◆ **Exercise description**: Return the records exactly, from the first line through the "let plane = context.modal.plane;" line.

_____

use chrono::Local;
use itertools::Itertools;

use crate::{
    classify::{classify, MotionCode, MovementClassification},
    config::ConversionConfiguration,
    coordinates::{Axis, AxisCoordinate},
    error::{ConversionResult, ErrorKind},
    events::{ConversionEvent, ProgramEndMarker},
    modal::ModalState,
    output::{inverse_feed_word, preamble, program_end_block, wrap_in_inverse_time, TIMESTAMP_FORMAT},
    parse::SourceLine,
    statistics::{Advisory, Report, Statistics},
};

/// Everything one run knows about the program so far. Each line is interpreted against
/// the context built from the lines before it, then updates it.
#[derive(Clone, Debug, Default)]
pub struct ConversionContext {
    pub modal: ModalState,
    /// Machine position (X, Y, Z, A) after the last movement line.
    pub last_position: AxisCoordinate,
    pub statistics: Statistics,
    pub events: Vec<ConversionEvent>,
}
impl ConversionContext {
    fn emit(&mut self, event: ConversionEvent) {
        event.trace();
        self.events.push(event);
    }
}

#[derive(Clone, Debug, PartialEq)]
struct MoveOutcome {
    /// The line moves A under feed control; in wrapping mode it is put into G93 on its own.
    rotary_bearing: bool,
}

fn process_movement(
    config: &ConversionConfiguration,
    context: &mut ConversionContext,
    source: &mut SourceLine,
    line: usize,
) -> ConversionResult<Option<MoveOutcome>> {
    let code = match classify(source.word_strs()) {
        MovementClassification::NonMovement => return Ok(None),
        MovementClassification::ExplicitMovement(code) => code,
        MovementClassification::ImplicitMovement => context.modal.last_motion
            .ok_or_else(|| ErrorKind::NoPriorMotionCode.at_line(line))?,
    };
    context.modal.last_motion = Some(code);
    if code != MotionCode::Rapid {
        let missing = context.modal.unmet_preconditions();
        if !missing.is_empty() {
            return Err(ErrorKind::PreconditionsNotMet(missing).at_line(line));
        }
    }

    let mut end = AxisCoordinate::parse(source.word_strs()).map_err(|kind| kind.at_line(line))?;
    end.merge_unset_from(&context.last_position);
    let previous = &context.last_position;
    let plane = context.modal.plane;
    let (distance, degrees) = match code {
        MotionCode::Rapid => (end.straight_distance(previous, config, false), end.rotation_abs_diff(previous)),
        MotionCode::Linear => (end.straight_distance(previous, config, true), end.rotation_abs_diff(previous)),
        MotionCode::Clockwise => (end.arc_distance(previous, true, config, plane), 0.0),
        MotionCode::Counterclockwise => (end.arc_distance(previous, false, config, plane), 0.0),
    };
    let distance = distance.map_err(|kind| kind.at_line(line))?;

    let rotates = match (end.get(Axis::A), previous.get(Axis::A)) {
        (Some(_), None) => true,
        (Some(current), Some(before)) => current != before,
        (None, _) => false,
    };
    let rotary_bearing = rotates && code != MotionCode::Rapid;
    let injects_feed = code != MotionCode::Rapid && (rotary_bearing || !config.wraps_rotary_moves());
    if injects_feed {
        let feed_rate = context.modal.feed_rate
            .filter(|feed_rate| *feed_rate > 0.0)
            .ok_or_else(|| ErrorKind::NonPositiveFeedRate.at_line(line))?;
        let minutes = distance / feed_rate;
        let inverse_feed = if minutes > 0.0 {
            1.0 / minutes
        } else {
            context.emit(ConversionEvent::ZeroInverseFeed { line });
            0.0
        };
        source.words.push(inverse_feed_word(config, inverse_feed));
    }

    let statistics = &mut context.statistics;
    statistics.count_motion(code);
    statistics.total_distance += distance;
    statistics.total_degrees += degrees;
    if rotates {
        statistics.rotary_move_lines += 1;
    }
    context.last_position = end.position();
    if let Some(position) = context.last_position.get(Axis::A) {
        context.statistics.extend_rotary_range(position);
    }
    Ok(Some(MoveOutcome { rotary_bearing }))
}

/// Looks for `%`, `M2` and `M30`. Returns whether the program starts on this line and
/// the index of the word the restorative block must precede, if the program ends here.
fn scan_program_boundaries(context: &mut ConversionContext, source: &SourceLine, line: usize) -> (bool, Option<usize>) {
    let mut starts_here = false;
    let mut splice_at = None;
    for (index, word) in source.words.iter().enumerate() {
        if word.starts_with('%') {
            if !context.modal.program_started {
                context.modal.program_started = true;
                starts_here = true;
                context.emit(ConversionEvent::ProgramStartFound { line });
            } else if !context.modal.program_ended {
                context.modal.program_ended = true;
                splice_at = Some(index);
                context.emit(ConversionEvent::ProgramEndFound { line, marker: ProgramEndMarker::Percent });
            }
        }
        if (word.starts_with("M2") || word.starts_with("M30")) && !context.modal.program_ended {
            context.modal.program_ended = true;
            splice_at = Some(index);
            context.emit(ConversionEvent::ProgramEndFound { line, marker: ProgramEndMarker::EndCode });
        }
    }
    (starts_here, splice_at)
}

fn with_comment(code: String, comment: &str) -> String {
    if !code.is_empty() && !comment.is_empty() {
        format!("{} {}", code, comment)
    } else {
        code + comment
    }
}

/// Rewrites one input line, returning the output lines it becomes.
pub fn convert_line(
    config: &ConversionConfiguration,
    context: &mut ConversionContext,
    line: usize,
    input: &str,
    timestamp: &str,
) -> ConversionResult<Vec<String>> {
    let mut source = SourceLine::split(input);
    let feed_words = context.modal.scan_feed(&mut source, line)?;
    let mut events = Vec::new();
    let modal_result = context.modal.scan_modal_codes(config, &mut source, line, &mut events);
    for event in events {
        context.emit(event);
    }
    modal_result?;
    let rotary_bearing = process_movement(config, context, &mut source, line)?
        .map_or(false, |outcome| outcome.rotary_bearing);
    let (starts_here, splice_at) = scan_program_boundaries(context, &source, line);

    let mut output = Vec::new();
    let (before_end, mut code) = match splice_at {
        Some(index) => (source.words[..index].join(" "), source.words[index..].join(" ")),
        None => (String::new(), source.words.join(" ")),
    };
    if splice_at.is_some() {
        if !before_end.is_empty() {
            output.push(before_end);
        }
        output.extend(program_end_block(context.modal.feed_rate));
    }
    if config.wraps_rotary_moves() && !rotary_bearing && !feed_words.is_empty() {
        code = std::iter::once(code).chain(feed_words).filter(|word| !word.is_empty()).join(" ");
    }
    output.push(with_comment(code, source.comment));

    if starts_here {
        output.extend(preamble(config, timestamp));
        context.emit(ConversionEvent::PreambleAdded { line });
    }
    if config.wraps_rotary_moves() && rotary_bearing {
        output = wrap_in_inverse_time(output, context.modal.feed_rate);
    }
    Ok(output)
}

/// Drives a whole run: feed it lines in order, then `finish` it for the statistics.
pub struct Converter {
    config: ConversionConfiguration,
    context: ConversionContext,
    lines_processed: usize,
    timestamp: String,
}
impl Converter {
    pub fn new(config: ConversionConfiguration) -> Self {
        Self {
            config,
            context: ConversionContext::default(),
            lines_processed: 0,
            timestamp: Local::now().format(TIMESTAMP_FORMAT).to_string(),
        }
    }
    /// Overrides the time written into the preamble.
    pub fn with_timestamp(mut self, timestamp: impl Into<String>) -> Self {
        self.timestamp = timestamp.into();
        self
    }
    pub fn process_line(&mut self, input: &str) -> ConversionResult<Vec<String>> {
        self.lines_processed += 1;
        convert_line(&self.config, &mut self.context, self.lines_processed, input, &self.timestamp)
    }
    pub fn finish(mut self) -> ConversionSummary {
        if !self.context.modal.program_ended {
            self.context.emit(ConversionEvent::MissingProgramEnd);
        }
        ConversionSummary {
            config: self.config,
            statistics: self.context.statistics,
            events: self.context.events,
            lines_processed: self.lines_processed,
        }
    }
    pub fn convert_all<'a>(mut self, lines: impl IntoIterator<Item = &'a str>) -> ConversionResult<ConvertedProgram> {
        let mut output = String::new();
        for line in lines {
            for output_line in self.process_line(line)? {
                output.push_str(&output_line);
                output.push('\n');
            }
        }
        Ok(ConvertedProgram { output, summary: self.finish() })
    }
}

#[derive(Clone, Debug)]
pub struct ConversionSummary {
    pub config: ConversionConfiguration,
    pub statistics: Statistics,
    /// Every event of the run in processing order, ending with any end-of-run warning.
    pub events: Vec<ConversionEvent>,
    pub lines_processed: usize,
}
impl ConversionSummary {
    pub fn report(&self) -> Report<'_> {
        Report { statistics: &self.statistics, mode: self.config.conversion_mode }
    }
    pub fn advisories(&self) -> Vec<Advisory> {
        self.statistics.advisories(self.config.conversion_mode)
    }
}

#[derive(Clone, Debug)]
pub struct ConvertedProgram {
    pub output: String,
    pub summary: ConversionSummary,
}

#[cfg(test)]
mod test {
    use crate::{config::ConversionMode, coordinates::ArcPlane};

    use super::*;

    fn established_context() -> ConversionContext {
        let mut context = ConversionContext::default();
        context.modal.feed_rate = Some(10.0);
        context.modal.feed_mode_set = true;
        context.modal.plane_set = true;
        context.modal.absolute_mode_set = true;
        context.modal.last_motion = Some(MotionCode::Linear);
        context.last_position = AxisCoordinate::default()
            .with(Axis::X, 0.0)
            .with(Axis::Y, 0.0)
            .with(Axis::Z, 1.0)
            .with(Axis::A, 0.0);
        context
    }

    #[test]
    fn test_convert_line_in_isolation() {
        let config = ConversionConfiguration::default();
        let mut context = established_context();
        let lines = convert_line(&config, &mut context, 12, "Y5 A90 (side)", "").unwrap();
        // sqrt(25 + (PI / 2)^2) = 5.24094 inches at 10 per minute.
        assert_eq!(lines, vec!["Y5 A90 F1.90806 (side)"]);
        assert_eq!(context.last_position.get(Axis::Y), Some(5.0));
        assert_eq!(context.statistics.rotary_range, Some((90.0, 90.0)));
        assert_eq!(context.statistics.linear_lines, 1);
    }
    #[test]
    fn test_rapid_moves_keep_their_words() {
        let config = ConversionConfiguration::default();
        let mut context = established_context();
        let lines = convert_line(&config, &mut context, 3, "G0 A45", "").unwrap();
        assert_eq!(lines, vec!["G0 A45"]);
        assert_eq!(context.modal.last_motion, Some(MotionCode::Rapid));
        assert_eq!(context.statistics.rotary_move_lines, 1);
    }
    #[test]
    fn test_plane_change_applies_to_arcs() {
        let config = ConversionConfiguration { conversion_mode: ConversionMode::WrapEachRotaryMove, ..Default::default() };
        let mut context = established_context();
        let lines = convert_line(&config, &mut context, 5, "G18 G3 X0 Z1 I2 K0", "").unwrap();
        assert_eq!(context.modal.plane, ArcPlane::ZX);
        assert_eq!(lines.len(), 1);
        assert!(lines[0].starts_with("G18 G3 X0 Z1 I2 K0"));
        assert!(context.events.contains(&ConversionEvent::PlaneFound { line: 5, plane: ArcPlane::ZX }));
    }
    #[test]
    fn test_comment_only_line() {
        let mut context = ConversionContext::default();
        let lines = convert_line(&ConversionConfiguration::default(), &mut context, 1, "(just a note)", "").unwrap();
        assert_eq!(lines, vec!["(just a note)"]);
        assert_eq!(context.statistics.motion_lines(), 0);
    }
}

_____

◆ **Written reply**:
use chrono::Local;
use itertools::Itertools;

use crate::{
    classify::{classify, MotionCode, MovementClassification},
    config::ConversionConfiguration,
    coordinates::{Axis, AxisCoordinate},
    error::{ConversionResult, ErrorKind},
    events::{ConversionEvent, ProgramEndMarker},
    modal::ModalState,
    output::{inverse_feed_word, preamble, program_end_block, wrap_in_inverse_time, TIMESTAMP_FORMAT},
    parse::SourceLine,
    statistics::{Advisory, Report, Statistics},
};

/// Everything one run knows about the program so far. Each line is interpreted against
/// the context built from the lines before it, then updates it.
#[derive(Clone, Debug, Default)]
pub struct ConversionContext {
    pub modal: ModalState,
    /// Machine position (X, Y, Z, A) after the last movement line.
    pub last_position: AxisCoordinate,
    pub statistics: Statistics,
    pub events: Vec<ConversionEvent>,
}
impl ConversionContext {
    fn emit(&mut self, event: ConversionEvent) {
        event.trace();
        self.events.push(event);
    }
}

#[derive(Clone, Debug, PartialEq)]
struct MoveOutcome {
    /// The line moves A under feed control; in wrapping mode it is put into G93 on its own.
    rotary_bearing: bool,
}

fn process_movement(
    config: &ConversionConfiguration,
    context: &mut ConversionContext,
    source: &mut SourceLine,
    line: usize,
) -> ConversionResult<Option<MoveOutcome>> {
    let code = match classify(source.word_strs()) {
        MovementClassification::NonMovement => return Ok(None),
        MovementClassification::ExplicitMovement(code) => code,
        MovementClassification::ImplicitMovement => context.modal.last_motion
            .ok_or_else(|| ErrorKind::NoPriorMotionCode.at_line(line))?,
    };
    context.modal.last_motion = Some(code);
    if code != MotionCode::Rapid {
        let missing = context.modal.unmet_preconditions();
        if !missing.is_empty() {
            return Err(ErrorKind::PreconditionsNotMet(missing).at_line(line));
        }
    }

    let mut end = AxisCoordinate::parse(source.word_strs()).map_err(|kind| kind.at_line(line))?;
    end.merge_unset_from(&context.last_position);
    let previous = &context.last_position;
    let plane = context.modal.plane;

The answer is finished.